A Parker, Colo. native, Flandro settled into the job, learned valuable skills, and acquired experience as a manager, something she says wouldn't have happened had she taken another job right out of college.

Flandro said she's the second in charge at the education center and in addition to counseling service members on education benefits and testing; one of her primary functions is to ensure contractual agreements are fulfilled.

Future career possibilities have expanded because of the experience, Flandro says. But with her job ending, she has mixed feelings about leaving.

"I don't see myself ever choosing to outright be in the military," added Flandro. "I stayed so long because of the experience and giving back to the service members."

Flandro says she has met good people and made lasting friendships. One such friendship is that of Jennifer Anderson, a retired U.S. Air Force veteran who she met 11 months ago.

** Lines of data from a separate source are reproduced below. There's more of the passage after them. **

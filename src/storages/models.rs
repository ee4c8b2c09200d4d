//! Data model shared by the storage backends.

use serde::{Deserialize, Serialize};

/// A single shortened URL as returned to its owner.
#[derive(Debug, Clone, PartialEq, Eq, Serialize, Deserialize)]
pub struct UserUrl {
    pub short_url: String,
    pub original_url: String,
}

/// Deletion intent flowing through the bounded queue.
#[derive(Debug, Clone)]
pub struct DeleteTask {
    pub owner_id: String,
    pub short_code: String,
}

/// Aggregate service counters (relational backend only).
#[derive(Debug, Clone, Copy, Default, Serialize)]
pub struct StoreStats {
    /// Live (non-tombstoned) URLs.
    pub urls: i64,
    /// Distinct owners, tombstoned records included.
    pub users: i64,
}

/// On-disk record for the file backend.
///
/// The `uuid` field is opaque to the core and regenerated on every save; it
/// exists for compatibility with the historical file layout.
#[derive(Debug, Clone, Serialize, Deserialize)]
pub struct StoredUrlRecord {
    pub uuid: String,
    pub short_url: String,
    pub original_url: String,
}
//! File-backed storage.
//!
//! The whole mapping lives in memory and the JSON file is rewritten on every
//! store, so an abrupt shutdown after any successful write loses nothing.
//! Write serialization comes from holding the map's write lock across the
//! rewrite. Like the in-memory backend, listing and deletion are inert.

use std::collections::HashMap;
use std::fs;
use std::path::{Path, PathBuf};
use std::sync::{RwLock, RwLockReadGuard, RwLockWriteGuard};

use async_trait::async_trait;
use tracing::{debug, info, warn};
use uuid::Uuid;

use super::models::{StoredUrlRecord, UserUrl};
use super::UrlStorage;
use crate::errors::{Result, ShortenerError};

pub struct FileStorage {
    urls: RwLock<HashMap<String, String>>,
    path: PathBuf,
}

impl FileStorage {
    /// Open the storage at `path`, populating memory from an existing file.
    ///
    /// A missing or unparsable file yields an empty store rather than a
    /// startup failure.
    pub fn new(path: impl AsRef<Path>) -> Self {
        let path = path.as_ref().to_path_buf();
        let urls = match Self::load_records(&path) {
            Ok(urls) => {
                info!("Loaded {} short urls from {}", urls.len(), path.display());
                urls
            }
            Err(e) => {
                warn!(
                    "Could not load url file {}: {}; starting empty",
                    path.display(),
                    e
                );
                HashMap::new()
            }
        };

        Self {
            urls: RwLock::new(urls),
            path,
        }
    }

    fn load_records(path: &Path) -> Result<HashMap<String, String>> {
        if !path.exists() {
            return Ok(HashMap::new());
        }

        let content = fs::read_to_string(path)?;
        let records: Vec<StoredUrlRecord> = serde_json::from_str(&content)?;
        Ok(records
            .into_iter()
            .map(|r| (r.short_url, r.original_url))
            .collect())
    }

    /// Rewrite the whole file from the given map snapshot. Callers hold the
    /// map lock, which serializes writers.
    fn save_to_file(&self, urls: &HashMap<String, String>) -> Result<()> {
        let records: Vec<StoredUrlRecord> = urls
            .iter()
            .map(|(short_url, original_url)| StoredUrlRecord {
                uuid: Uuid::new_v4().to_string(),
                short_url: short_url.clone(),
                original_url: original_url.clone(),
            })
            .collect();

        let json = serde_json::to_string(&records)?;
        fs::write(&self.path, json)?;
        Ok(())
    }

    fn read_urls(&self) -> Result<RwLockReadGuard<'_, HashMap<String, String>>> {
        self.urls
            .read()
            .map_err(|_| ShortenerError::storage("url map lock poisoned"))
    }

    fn write_urls(&self) -> Result<RwLockWriteGuard<'_, HashMap<String, String>>> {
        self.urls
            .write()
            .map_err(|_| ShortenerError::storage("url map lock poisoned"))
    }
}

#[async_trait]
impl UrlStorage for FileStorage {
    async fn store(&self, short_code: &str, original_url: &str, _owner_id: &str) -> Result<()> {
        let mut urls = self.write_urls()?;
        urls.insert(short_code.to_string(), original_url.to_string());
        self.save_to_file(&urls)
    }

    async fn get(&self, short_code: &str) -> Result<String> {
        self.read_urls()?
            .get(short_code)
            .cloned()
            .ok_or_else(|| ShortenerError::not_found(short_code))
    }

    async fn list_by_owner(&self, _owner_id: &str) -> Result<Vec<UserUrl>> {
        Err(ShortenerError::not_implemented(
            "list_by_owner is not supported by the file backend",
        ))
    }

    fn delete_batch(&self, owner_id: &str, short_codes: Vec<String>) {
        debug!(
            "delete_batch is a no-op on the file backend ({} codes for owner {})",
            short_codes.len(),
            owner_id
        );
    }

    async fn close(&self) -> Result<()> {
        let urls = self.read_urls()?;
        self.save_to_file(&urls)?;
        info!("Flushed {} short urls to {}", urls.len(), self.path.display());
        Ok(())
    }
}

"Jessica arrived here impressionable and inexperienced," said Anderson. "I've had a front seat to her growth and see the benefits of her taking a job so far away from home -- she's passionate about the services she provides the troops and her job experience here is a good foundation and will help her future endeavors -- whether she decides to continue with another job or head straight to graduate school when she returns stateside."

Education services officer Kim Doherty, who has been Flandro's supervisor since November 2012, echoes those sentiments. She says finding an employee who sticks around is half the battle and Flandro will be missed.

"It's not terribly easy to fill these positions," said Doherty, a retired U.S. Navy veteran.

The education office provides continuing education services and resources for service members and civilians serving in KAF so they can keep up with their peers stateside. Doherty says it takes a special type of person to come to a war zone, have the level of commitment Flandro has and stay the course.

"There are not a lot of people jumping up and down to come down range," said Doherty, "Only two have completed a full year commitment. Many get here, say 'this is not for me,' and turn around and head home."

While Flandro looks back at her journey with a sense of accomplishment, she is also looking ahead to future opportunities with renewed excitement.

"I have tons more options now," Flandro said. "And if nothing pans out, I have grad school."